Mammoth Dialogues in Texas
When the Waco Mammoth National Monument in Texas requested dialogue training from our team at Sites of Conscience, I really wondered how in the world I could train in dialogue around mammoths! I didn't know anything about mammoths, and to be honest, not much about Texas. But, off I went. The great team at the site, including some really thoughtful interns, had backgrounds very different than mine--archaeologists and paleontologists mostly. But, at the end of several days, the group, working together, had found so many interesting and important dialogues to consider using with their visitors. Climate change--fossils help us understand that. Evolution--absolutely. How do we value and understand science and expertise? Absolutely again. I appreciated the willingness of this team to embrace new ways of working as they helped me learn too.
In Conversation with Clint Smith
I first learned about Clint Smith when my husband said, "I just listened to this guy on Fresh Air that I think you'd really be interested in. I then devoured his book, How the Word Is Passed: A Reckoning with the History of Slavery Across America, recommending it to everyone I knew. As you can imagine, I was thrilled and honored when Amy Hufnagel from the Harriet Beecher Stowe Center asked me to be in conversation with Clint as a part of their Stowe Prize ceremony. which recognizes a distinguished book of general adult fiction or non-fiction that illuminates a critical social justice issue in contemporary society in the United States. In the book, he shares his visits to historic sites and the related conversations with visitors and staff, and his own reflections on those experiences, from Confederate graveyards to Monticello.
“Across the United States, and abroad, there are places whose histories are inextricably tied to the story of human bondage. Many of these places directly confront and reflect on their relationship to that history; many of these places do not. But in order for our country to collectively move forward, it is not enough to have a patchwork of places that are honest about this history while being surrounded by other spaces that undermine it. It must be a collective endeavor to learn and confront the story of slavery and how it has shaped the world we live in today.”
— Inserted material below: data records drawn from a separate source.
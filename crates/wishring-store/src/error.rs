//! Error types for wishring-store.

use std::path::PathBuf;

/// Result type for wishring-store operations.
pub type Result<T> = std::result::Result<T, Error>;

/// Errors that can occur in wishring-store.
#[derive(Debug, thiserror::Error)]
pub enum Error {
    /// Database error from SQLite.
    #[error("Database error: {0}")]
    Database(#[from] rusqlite::Error),

    /// Failed to create database directory.
    #[error("Failed to create database directory {path}: {source}")]
    CreateDirectory {
        path: PathBuf,
        source: std::io::Error,
    },

    /// A stored value could not be decoded.
    #[error("Corrupt stored value: {0}")]
    Decode(#[from] wishring_types::DecodeError),

    /// The database was written by a newer schema than this build understands.
    #[error("Unsupported schema version {found} (newest known is {supported})")]
    UnsupportedSchema { found: i32, supported: i32 },

    /// Serialization error.
    #[error("Serialization error: {0}")]
    Serialization(#[from] serde_json::Error),
}
//! Hardware tests against a real ring.
//!
//! These need a powered WishRing in range and run with:
//! ```text
//! cargo test --package wishring-core --test hardware_tests -- --ignored --nocapture
//! ```
//!
//! Set `WISHRING_DEVICE` to a Bluetooth address (or CoreBluetooth UUID on
//! macOS) to pick a specific ring; otherwise the first ring advertising the
//! WishRing service or name prefix is used.

use std::env;
use std::sync::Arc;
use std::time::Duration;

use tokio::sync::mpsc;
use tokio::time::timeout;
use tokio_util::sync::CancellationToken;

use wishring_core::codec::{decode_battery, decode_counter};
use wishring_core::uuids::{BATTERY, COUNTER};
use wishring_core::{
    BleTransport, DeviceFilter, Link, LinkConfig, LinkState, ReconnectOptions, Transport,
};

const BLE_TIMEOUT: Duration = Duration::from_secs(30);

fn filter() -> DeviceFilter {
    match env::var("WISHRING_DEVICE").ok().filter(|s| !s.is_empty()) {
        Some(address) => DeviceFilter::default().address(address),
        None => DeviceFilter::default(),
    }
}

fn init_logging() {
    let _ = tracing_subscriber::fmt()
        .with_env_filter("wishring_core=debug")
        .with_test_writer()
        .try_init();
}

#[tokio::test]
#[ignore = "requires BLE hardware"]
async fn test_scan_for_ring() {
    init_logging();
    let transport = BleTransport::new().await.expect("no Bluetooth adapter");

    let device = transport
        .scan(&filter(), Duration::from_secs(10))
        .await
        .expect("no ring found");
    println!("Found {:?} at {}", device.name, device.identifier);
    assert!(!device.identifier.is_empty());
}

#[tokio::test]
#[ignore = "requires BLE hardware"]
async fn test_link_reads_counter_and_battery() {
    init_logging();
    let transport = Arc::new(BleTransport::new().await.expect("no Bluetooth adapter"));
    let config = LinkConfig::default()
        .filter(filter())
        .reconnect(ReconnectOptions::none());
    let link = Arc::new(Link::new(transport, config));

    let mut states = link.subscribe_states();
    let (tx, _rx) = mpsc::channel(64);
    let cancel = CancellationToken::new();
    let task = {
        let link = Arc::clone(&link);
        let cancel = cancel.clone();
        tokio::spawn(async move { link.run(tx, cancel).await })
    };

    timeout(BLE_TIMEOUT, async {
        while states.recv().await.expect("link stopped").to != LinkState::Ready {}
    })
    .await
    .expect("ring never became ready");

    let counter = link.read(COUNTER).await.expect("counter read failed");
    println!("Counter: {:?}", decode_counter(&counter));
    assert!(decode_counter(&counter).is_ok());

    if let Ok(battery) = link.read(BATTERY).await {
        println!("Battery: {:?}", decode_battery(&battery));
    }

    cancel.cancel();
    let _ = task.await;
    assert_eq!(link.state().await, LinkState::Disconnected);
}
In a wide-ranging conversation, we talked about when he first knew he could be a writer (a third-grade poem), how history interpreters can be leaders in the needed conversations in this country, and how he views his work--and our work--as something that is not done for our generation, but for the generations to come. You can watch the full conversation here.
The Tenement Museum in New York City
In October, I joined my Sites of Conscience colleagues on a visit to the Tenement Museum. 97 Orchard Street, the tenement itself, is temporarily closed, but we saw an exhibition/installation about garment workers that I had not seen. But my big takeaway here was not interpretation (though it was great), it was about what visionaries can accomplish. Ruth Abram, the founder of the Tenement Museum was also the founder of the International Coalition of Sites of Conscience. In a 2014 interview, she spoke about a key question for her work:
This was not, of course, what historic houses were doing in 1992. But over the last decades, the worldwide museum field (including the new definition) has moved closer to Abram's vision of museums and historic sites as places where we can "appreciate, enjoy and not be afraid."
Hadrian's Wall, United KingdomOn a glorious November day, historian Joanne Sayner and her family took me off on a walk to the highest point of Hadrian's wall in the north of England. What made this memorable? It was a reminder of how large the Roman Empire was (just a month earlier I had been looking at Roman walls in the subway station in Sofia, Bulgaria). But it also was a chance to consider history outdoors, to see not only the wall, but also the varied landscape, altered over centuries. It was a reminder that joy and history can find places to work together. (a shout-out also to the very nice interpretive center, with its dialogic questions in an exhibit!)
Ukrainian Museum Colleagues
I want to encourage those of you who are able to contribute to supporting Ukrainian museums and museum colleagues. These are two locally-organized endeavors doing great work in Ukraine:
First, curiosity. I want to learn about places, about people, about the past, about where to eat the best local food (fabulous barbeque outside Waco!), the best beer (okay, all over Czechia), what different building styles mean and so much more. Accompanying curiosity is a willingness to ask questions and to acknowledge what it is that you don't know. I don't necessarily think of myself as a humble person, but it's true, curiosity is a kind of humbleness.
Second, believe that change is possible. From Ruth Abram's vision to Clint Smith's hope for the future, from tough conversations in rural Czechia to the work of Ukrainian colleagues--they all demonstrate that change is possible, but it requires not just hope, but also work.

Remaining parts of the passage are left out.